* **YOUR INSTRUCTIONS**: Your task is to copy each line of the records that includes the string "Output".

[Stored data]
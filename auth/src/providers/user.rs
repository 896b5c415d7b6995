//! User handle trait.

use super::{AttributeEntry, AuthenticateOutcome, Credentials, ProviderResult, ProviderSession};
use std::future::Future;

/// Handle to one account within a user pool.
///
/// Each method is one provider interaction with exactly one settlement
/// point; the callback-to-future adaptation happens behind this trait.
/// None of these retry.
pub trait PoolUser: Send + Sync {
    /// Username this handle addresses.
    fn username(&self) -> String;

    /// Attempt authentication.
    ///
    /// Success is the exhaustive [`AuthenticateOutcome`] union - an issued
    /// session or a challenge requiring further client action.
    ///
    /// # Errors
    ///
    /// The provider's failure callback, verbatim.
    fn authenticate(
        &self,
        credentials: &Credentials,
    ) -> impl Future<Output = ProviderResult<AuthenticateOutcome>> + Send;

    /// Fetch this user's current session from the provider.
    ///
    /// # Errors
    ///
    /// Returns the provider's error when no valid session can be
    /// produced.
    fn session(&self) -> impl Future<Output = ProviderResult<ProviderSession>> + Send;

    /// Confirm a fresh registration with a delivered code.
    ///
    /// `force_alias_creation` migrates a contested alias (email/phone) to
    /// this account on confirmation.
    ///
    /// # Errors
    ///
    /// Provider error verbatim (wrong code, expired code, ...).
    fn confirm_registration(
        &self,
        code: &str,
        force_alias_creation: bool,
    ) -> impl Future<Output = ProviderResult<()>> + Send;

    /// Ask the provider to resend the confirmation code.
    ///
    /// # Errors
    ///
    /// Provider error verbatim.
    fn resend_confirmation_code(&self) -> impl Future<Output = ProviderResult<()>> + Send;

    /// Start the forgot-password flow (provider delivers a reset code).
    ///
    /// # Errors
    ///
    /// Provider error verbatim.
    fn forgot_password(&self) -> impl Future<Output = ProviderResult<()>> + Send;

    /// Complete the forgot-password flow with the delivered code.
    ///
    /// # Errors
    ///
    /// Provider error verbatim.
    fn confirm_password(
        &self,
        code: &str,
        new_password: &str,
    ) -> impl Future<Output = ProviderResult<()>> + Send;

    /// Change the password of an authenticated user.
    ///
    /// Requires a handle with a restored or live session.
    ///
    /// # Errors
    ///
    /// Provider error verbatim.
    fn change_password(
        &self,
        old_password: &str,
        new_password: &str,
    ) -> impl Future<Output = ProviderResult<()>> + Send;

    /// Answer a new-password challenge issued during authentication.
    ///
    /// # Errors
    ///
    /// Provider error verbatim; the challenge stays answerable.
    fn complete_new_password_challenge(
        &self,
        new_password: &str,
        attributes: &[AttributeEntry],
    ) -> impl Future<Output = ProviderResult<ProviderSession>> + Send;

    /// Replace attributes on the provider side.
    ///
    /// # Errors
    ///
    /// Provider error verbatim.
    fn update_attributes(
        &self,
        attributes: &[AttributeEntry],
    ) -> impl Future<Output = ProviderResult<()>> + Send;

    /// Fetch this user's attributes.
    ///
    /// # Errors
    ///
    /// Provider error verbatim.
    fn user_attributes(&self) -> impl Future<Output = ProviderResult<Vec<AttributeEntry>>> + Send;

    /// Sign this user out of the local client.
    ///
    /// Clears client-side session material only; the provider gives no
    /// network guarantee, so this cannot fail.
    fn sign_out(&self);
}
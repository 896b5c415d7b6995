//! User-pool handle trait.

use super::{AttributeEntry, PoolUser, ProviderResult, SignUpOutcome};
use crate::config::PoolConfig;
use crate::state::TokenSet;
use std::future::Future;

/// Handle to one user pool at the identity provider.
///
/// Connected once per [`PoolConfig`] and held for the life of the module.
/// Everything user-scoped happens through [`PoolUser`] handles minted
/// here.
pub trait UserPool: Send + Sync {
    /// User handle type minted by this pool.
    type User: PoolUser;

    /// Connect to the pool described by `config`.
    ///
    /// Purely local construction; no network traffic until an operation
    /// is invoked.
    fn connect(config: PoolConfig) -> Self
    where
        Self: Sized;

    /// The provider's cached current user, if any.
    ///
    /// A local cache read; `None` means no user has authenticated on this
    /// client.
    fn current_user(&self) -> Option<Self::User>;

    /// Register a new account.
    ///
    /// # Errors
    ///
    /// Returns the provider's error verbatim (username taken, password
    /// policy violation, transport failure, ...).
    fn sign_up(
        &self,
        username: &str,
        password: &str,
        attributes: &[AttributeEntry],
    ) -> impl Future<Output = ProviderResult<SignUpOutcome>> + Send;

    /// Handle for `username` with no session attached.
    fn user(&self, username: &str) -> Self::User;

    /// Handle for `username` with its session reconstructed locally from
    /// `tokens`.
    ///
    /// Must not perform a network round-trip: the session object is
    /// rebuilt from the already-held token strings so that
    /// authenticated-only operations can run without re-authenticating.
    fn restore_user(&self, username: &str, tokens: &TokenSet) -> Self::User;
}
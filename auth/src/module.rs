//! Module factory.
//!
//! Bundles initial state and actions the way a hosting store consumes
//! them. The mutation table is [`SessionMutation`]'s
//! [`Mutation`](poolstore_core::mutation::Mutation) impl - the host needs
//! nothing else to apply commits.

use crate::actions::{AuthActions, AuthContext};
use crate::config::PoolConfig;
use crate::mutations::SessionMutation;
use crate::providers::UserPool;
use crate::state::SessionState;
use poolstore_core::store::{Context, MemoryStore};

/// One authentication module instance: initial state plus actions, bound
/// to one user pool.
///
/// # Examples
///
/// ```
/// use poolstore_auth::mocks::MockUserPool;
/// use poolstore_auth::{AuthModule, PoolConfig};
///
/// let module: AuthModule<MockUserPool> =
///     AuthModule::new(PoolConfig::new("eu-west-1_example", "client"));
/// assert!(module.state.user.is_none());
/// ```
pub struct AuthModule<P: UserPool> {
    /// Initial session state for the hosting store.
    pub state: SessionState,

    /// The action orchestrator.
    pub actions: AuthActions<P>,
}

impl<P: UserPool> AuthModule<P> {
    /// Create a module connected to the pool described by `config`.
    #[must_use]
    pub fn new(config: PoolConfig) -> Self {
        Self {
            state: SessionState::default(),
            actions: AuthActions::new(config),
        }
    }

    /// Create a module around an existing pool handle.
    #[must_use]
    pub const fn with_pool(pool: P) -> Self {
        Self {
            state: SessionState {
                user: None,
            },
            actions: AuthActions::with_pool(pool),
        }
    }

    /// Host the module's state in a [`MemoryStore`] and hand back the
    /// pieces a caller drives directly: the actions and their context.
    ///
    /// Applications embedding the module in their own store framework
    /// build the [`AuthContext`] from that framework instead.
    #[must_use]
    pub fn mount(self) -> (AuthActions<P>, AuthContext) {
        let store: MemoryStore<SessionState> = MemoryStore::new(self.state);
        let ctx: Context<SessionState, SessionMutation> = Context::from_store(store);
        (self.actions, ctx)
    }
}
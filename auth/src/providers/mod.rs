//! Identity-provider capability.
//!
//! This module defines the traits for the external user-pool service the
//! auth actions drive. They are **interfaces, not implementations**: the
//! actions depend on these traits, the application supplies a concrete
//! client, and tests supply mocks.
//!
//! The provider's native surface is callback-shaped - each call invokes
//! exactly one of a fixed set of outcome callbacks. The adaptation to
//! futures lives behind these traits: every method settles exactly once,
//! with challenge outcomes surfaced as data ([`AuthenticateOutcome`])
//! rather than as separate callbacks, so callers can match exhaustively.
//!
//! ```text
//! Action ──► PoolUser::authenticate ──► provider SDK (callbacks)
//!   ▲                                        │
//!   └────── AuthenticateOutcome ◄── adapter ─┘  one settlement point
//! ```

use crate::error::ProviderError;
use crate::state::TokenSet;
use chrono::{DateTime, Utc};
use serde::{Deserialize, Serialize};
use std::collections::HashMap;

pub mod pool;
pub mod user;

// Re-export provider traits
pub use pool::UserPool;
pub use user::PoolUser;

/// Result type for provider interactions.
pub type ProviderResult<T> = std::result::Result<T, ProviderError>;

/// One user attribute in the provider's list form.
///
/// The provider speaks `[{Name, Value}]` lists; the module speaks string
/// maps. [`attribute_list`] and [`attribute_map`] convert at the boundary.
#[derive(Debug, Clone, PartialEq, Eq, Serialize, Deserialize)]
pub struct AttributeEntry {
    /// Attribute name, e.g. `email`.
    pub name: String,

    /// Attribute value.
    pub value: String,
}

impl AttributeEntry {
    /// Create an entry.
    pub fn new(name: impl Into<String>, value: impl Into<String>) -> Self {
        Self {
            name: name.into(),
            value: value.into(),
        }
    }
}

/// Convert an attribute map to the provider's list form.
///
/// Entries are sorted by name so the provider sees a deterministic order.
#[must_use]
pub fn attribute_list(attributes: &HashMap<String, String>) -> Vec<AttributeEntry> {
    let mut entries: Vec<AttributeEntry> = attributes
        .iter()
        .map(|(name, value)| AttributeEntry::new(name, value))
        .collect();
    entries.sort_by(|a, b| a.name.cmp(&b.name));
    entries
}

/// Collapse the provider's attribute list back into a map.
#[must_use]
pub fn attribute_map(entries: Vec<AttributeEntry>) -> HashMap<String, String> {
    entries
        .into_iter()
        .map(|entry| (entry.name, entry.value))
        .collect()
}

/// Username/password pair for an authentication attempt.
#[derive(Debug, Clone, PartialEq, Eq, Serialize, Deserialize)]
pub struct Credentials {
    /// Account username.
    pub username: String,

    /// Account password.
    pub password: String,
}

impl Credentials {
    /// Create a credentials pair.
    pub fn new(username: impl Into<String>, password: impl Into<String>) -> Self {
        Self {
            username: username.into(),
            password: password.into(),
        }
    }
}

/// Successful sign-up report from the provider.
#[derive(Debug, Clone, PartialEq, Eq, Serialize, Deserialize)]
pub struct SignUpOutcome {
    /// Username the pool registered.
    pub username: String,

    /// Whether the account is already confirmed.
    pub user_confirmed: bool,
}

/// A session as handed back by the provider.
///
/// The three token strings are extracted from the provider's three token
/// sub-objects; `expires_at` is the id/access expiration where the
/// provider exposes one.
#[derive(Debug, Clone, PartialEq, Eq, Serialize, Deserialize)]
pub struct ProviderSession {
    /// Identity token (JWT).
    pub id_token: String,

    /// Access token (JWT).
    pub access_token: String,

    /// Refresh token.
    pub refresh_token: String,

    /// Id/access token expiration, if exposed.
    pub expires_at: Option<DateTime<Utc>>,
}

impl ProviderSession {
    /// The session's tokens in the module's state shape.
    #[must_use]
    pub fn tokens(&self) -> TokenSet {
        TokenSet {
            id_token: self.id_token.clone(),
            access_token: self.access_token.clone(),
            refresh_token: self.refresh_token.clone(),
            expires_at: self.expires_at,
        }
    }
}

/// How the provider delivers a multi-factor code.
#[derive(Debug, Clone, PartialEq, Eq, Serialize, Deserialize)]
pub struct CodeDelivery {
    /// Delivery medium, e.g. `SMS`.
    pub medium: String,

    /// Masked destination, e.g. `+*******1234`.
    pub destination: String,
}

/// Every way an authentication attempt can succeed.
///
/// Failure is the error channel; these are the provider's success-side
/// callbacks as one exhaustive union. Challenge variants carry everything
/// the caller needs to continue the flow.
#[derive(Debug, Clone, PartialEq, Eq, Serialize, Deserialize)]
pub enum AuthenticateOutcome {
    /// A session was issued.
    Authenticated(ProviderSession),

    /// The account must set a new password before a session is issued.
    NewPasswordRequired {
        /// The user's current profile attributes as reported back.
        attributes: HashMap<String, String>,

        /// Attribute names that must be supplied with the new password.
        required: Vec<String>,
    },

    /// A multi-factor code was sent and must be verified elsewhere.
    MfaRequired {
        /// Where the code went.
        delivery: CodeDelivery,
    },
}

* **ANSWER TO THE PROBLEM**:
    ) -> impl Future<Output = ProviderResult<AuthenticateOutcome>> + Send;
    fn session(&self) -> impl Future<Output = ProviderResult<ProviderSession>> + Send;
    ) -> impl Future<Output = ProviderResult<()>> + Send;
    fn resend_confirmation_code(&self) -> impl Future<Output = ProviderResult<()>> + Send;
    fn forgot_password(&self) -> impl Future<Output = ProviderResult<()>> + Send;
    ) -> impl Future<Output = ProviderResult<()>> + Send;
    ) -> impl Future<Output = ProviderResult<()>> + Send;
    ) -> impl Future<Output = ProviderResult<ProviderSession>> + Send;
    ) -> impl Future<Output = ProviderResult<()>> + Send;
    fn user_attributes(&self) -> impl Future<Output = ProviderResult<Vec<AttributeEntry>>> + Send;
    ) -> impl Future<Output = ProviderResult<SignUpOutcome>> + Send;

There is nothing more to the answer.